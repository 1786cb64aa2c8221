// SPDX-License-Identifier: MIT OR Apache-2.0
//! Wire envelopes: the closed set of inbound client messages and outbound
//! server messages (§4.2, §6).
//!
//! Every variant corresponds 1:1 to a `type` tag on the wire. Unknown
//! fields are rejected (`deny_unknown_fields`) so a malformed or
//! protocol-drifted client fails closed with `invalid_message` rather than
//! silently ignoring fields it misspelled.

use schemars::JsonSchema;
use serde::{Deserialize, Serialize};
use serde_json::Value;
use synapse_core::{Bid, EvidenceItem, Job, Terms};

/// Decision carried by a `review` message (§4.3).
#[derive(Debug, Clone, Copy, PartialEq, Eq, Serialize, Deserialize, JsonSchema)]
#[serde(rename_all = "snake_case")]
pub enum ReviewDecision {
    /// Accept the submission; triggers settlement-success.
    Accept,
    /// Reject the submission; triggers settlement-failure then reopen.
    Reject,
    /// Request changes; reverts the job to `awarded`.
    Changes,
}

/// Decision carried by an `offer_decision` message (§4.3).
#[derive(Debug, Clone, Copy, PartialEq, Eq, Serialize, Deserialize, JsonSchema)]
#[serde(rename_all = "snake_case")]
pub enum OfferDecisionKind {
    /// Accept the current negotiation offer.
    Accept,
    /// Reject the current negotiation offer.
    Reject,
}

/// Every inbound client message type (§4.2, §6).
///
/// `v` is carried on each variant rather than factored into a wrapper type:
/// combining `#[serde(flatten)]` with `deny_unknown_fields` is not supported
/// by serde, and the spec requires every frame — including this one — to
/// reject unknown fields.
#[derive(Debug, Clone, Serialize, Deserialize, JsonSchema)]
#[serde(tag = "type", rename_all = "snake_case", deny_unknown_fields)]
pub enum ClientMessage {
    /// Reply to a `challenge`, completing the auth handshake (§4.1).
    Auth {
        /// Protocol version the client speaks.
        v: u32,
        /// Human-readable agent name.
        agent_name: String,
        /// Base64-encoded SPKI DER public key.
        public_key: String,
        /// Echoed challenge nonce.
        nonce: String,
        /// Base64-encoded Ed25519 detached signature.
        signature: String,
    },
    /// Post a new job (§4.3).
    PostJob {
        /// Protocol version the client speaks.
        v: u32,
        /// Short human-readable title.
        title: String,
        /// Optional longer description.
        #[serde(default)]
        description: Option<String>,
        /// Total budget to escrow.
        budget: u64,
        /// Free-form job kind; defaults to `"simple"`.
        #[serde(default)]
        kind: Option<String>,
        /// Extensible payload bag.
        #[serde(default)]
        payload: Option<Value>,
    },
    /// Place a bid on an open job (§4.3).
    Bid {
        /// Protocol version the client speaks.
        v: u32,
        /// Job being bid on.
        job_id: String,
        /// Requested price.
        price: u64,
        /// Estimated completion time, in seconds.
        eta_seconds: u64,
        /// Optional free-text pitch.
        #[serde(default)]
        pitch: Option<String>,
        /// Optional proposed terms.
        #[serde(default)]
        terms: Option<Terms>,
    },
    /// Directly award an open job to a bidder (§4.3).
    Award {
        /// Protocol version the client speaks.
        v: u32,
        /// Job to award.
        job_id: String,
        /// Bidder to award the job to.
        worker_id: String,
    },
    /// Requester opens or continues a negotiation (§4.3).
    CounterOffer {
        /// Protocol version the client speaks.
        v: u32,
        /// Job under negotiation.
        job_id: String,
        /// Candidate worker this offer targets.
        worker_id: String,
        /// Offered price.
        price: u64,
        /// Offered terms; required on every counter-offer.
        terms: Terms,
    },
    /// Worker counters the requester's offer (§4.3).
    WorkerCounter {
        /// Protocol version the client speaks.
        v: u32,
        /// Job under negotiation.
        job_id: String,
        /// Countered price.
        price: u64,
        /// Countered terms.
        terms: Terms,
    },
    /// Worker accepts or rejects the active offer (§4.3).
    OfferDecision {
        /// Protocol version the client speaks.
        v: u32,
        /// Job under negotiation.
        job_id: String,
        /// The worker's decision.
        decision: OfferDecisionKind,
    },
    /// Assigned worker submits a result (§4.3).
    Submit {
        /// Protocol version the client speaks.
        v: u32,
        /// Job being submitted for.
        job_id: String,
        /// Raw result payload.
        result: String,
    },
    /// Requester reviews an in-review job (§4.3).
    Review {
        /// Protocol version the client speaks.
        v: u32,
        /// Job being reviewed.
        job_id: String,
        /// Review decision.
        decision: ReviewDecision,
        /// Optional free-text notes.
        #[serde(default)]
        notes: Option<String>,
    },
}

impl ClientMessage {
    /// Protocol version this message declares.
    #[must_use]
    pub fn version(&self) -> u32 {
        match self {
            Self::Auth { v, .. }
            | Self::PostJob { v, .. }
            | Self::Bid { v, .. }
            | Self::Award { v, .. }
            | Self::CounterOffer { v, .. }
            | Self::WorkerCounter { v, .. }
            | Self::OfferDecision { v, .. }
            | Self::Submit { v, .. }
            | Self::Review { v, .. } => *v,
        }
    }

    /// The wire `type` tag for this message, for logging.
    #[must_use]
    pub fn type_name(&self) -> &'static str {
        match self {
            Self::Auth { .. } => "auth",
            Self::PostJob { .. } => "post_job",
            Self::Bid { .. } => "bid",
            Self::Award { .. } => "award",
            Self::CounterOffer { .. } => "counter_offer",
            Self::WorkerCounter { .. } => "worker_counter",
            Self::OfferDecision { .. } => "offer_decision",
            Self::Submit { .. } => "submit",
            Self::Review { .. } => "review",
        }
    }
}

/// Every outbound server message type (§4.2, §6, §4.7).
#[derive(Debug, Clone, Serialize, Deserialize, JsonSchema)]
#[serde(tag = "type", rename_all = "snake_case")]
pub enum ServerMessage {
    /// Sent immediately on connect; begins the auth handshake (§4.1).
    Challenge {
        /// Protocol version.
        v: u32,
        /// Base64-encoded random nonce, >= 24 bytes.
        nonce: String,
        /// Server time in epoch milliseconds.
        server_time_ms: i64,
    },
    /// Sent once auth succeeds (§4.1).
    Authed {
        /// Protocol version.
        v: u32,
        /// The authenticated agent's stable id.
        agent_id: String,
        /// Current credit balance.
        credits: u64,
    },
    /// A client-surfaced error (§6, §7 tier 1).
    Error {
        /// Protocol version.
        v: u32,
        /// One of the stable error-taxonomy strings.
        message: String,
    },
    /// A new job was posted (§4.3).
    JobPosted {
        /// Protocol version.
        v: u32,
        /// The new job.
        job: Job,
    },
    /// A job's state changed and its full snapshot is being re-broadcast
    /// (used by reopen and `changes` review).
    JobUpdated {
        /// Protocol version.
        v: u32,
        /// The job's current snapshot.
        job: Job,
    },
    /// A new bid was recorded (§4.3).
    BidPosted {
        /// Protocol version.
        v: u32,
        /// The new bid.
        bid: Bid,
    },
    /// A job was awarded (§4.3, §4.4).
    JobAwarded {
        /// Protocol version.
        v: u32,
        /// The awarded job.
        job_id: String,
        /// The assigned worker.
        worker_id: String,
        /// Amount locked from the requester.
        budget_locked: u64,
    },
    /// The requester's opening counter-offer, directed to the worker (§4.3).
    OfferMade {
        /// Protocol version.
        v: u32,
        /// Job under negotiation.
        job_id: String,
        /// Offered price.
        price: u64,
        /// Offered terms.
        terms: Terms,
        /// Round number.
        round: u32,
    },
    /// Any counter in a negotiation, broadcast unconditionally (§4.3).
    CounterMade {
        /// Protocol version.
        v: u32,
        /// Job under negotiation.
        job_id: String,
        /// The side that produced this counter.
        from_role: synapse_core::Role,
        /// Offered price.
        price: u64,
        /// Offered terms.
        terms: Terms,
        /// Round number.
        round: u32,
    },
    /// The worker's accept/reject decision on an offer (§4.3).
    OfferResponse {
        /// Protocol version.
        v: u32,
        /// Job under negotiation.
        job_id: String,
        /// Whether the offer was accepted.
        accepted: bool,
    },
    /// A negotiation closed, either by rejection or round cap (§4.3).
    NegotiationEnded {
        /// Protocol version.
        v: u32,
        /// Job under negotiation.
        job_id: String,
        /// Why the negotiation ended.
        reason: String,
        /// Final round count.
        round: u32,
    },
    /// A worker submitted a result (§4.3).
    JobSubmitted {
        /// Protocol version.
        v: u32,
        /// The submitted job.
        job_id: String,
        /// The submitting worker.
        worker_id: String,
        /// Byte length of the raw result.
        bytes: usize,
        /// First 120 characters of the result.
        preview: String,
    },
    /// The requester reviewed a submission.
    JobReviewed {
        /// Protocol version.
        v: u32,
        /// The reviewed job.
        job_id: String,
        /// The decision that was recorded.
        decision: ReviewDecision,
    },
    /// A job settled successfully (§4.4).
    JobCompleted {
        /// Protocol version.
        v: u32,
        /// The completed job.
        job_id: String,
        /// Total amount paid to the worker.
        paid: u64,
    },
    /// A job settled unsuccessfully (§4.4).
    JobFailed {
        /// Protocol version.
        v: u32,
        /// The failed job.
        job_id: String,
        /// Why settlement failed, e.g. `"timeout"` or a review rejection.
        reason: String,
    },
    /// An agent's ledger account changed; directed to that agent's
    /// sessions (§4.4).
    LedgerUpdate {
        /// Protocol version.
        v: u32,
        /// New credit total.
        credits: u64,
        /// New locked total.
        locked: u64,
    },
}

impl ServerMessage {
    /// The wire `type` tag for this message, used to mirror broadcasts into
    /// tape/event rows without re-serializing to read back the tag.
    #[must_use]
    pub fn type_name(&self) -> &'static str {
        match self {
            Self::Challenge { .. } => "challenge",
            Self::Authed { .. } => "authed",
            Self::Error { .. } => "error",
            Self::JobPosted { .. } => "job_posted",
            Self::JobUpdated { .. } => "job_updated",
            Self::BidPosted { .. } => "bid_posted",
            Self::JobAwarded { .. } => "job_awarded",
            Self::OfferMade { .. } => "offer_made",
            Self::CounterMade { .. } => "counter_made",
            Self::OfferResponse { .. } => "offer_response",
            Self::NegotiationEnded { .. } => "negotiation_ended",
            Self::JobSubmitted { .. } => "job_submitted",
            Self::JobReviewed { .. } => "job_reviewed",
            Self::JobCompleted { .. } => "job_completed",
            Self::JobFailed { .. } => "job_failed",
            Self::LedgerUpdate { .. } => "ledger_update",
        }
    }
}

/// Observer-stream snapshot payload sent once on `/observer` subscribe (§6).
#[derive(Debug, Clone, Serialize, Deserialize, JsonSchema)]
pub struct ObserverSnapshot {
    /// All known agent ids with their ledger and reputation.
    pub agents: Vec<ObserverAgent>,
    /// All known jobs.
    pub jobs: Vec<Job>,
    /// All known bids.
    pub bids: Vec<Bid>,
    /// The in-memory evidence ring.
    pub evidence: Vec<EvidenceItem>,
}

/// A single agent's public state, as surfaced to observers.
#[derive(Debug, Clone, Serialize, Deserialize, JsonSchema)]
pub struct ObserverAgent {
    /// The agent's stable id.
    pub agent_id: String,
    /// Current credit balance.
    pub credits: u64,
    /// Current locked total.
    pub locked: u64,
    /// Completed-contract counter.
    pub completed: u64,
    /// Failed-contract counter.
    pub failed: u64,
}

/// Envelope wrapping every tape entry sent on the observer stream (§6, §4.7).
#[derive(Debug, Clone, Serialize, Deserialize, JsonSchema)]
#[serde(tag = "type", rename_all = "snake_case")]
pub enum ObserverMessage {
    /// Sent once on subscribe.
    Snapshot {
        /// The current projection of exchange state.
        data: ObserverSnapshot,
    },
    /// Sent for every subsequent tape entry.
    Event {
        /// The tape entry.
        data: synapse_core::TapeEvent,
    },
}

-----

• WHAT THE EXERCISE ASKS
Transcribe only, please, the lines from the first line of the records through the line with "the wire. Unknown". Both of those lines are included.

• YOUR SOLUTION
repository 1786cb64aa2c8221
// SPDX-License-Identifier: MIT OR Apache-2.0
//! Wire envelopes: the closed set of inbound client messages and outbound
//! server messages (§4.2, §6).
//!
//! Every variant corresponds 1:1 to a `type` tag on the wire. Unknown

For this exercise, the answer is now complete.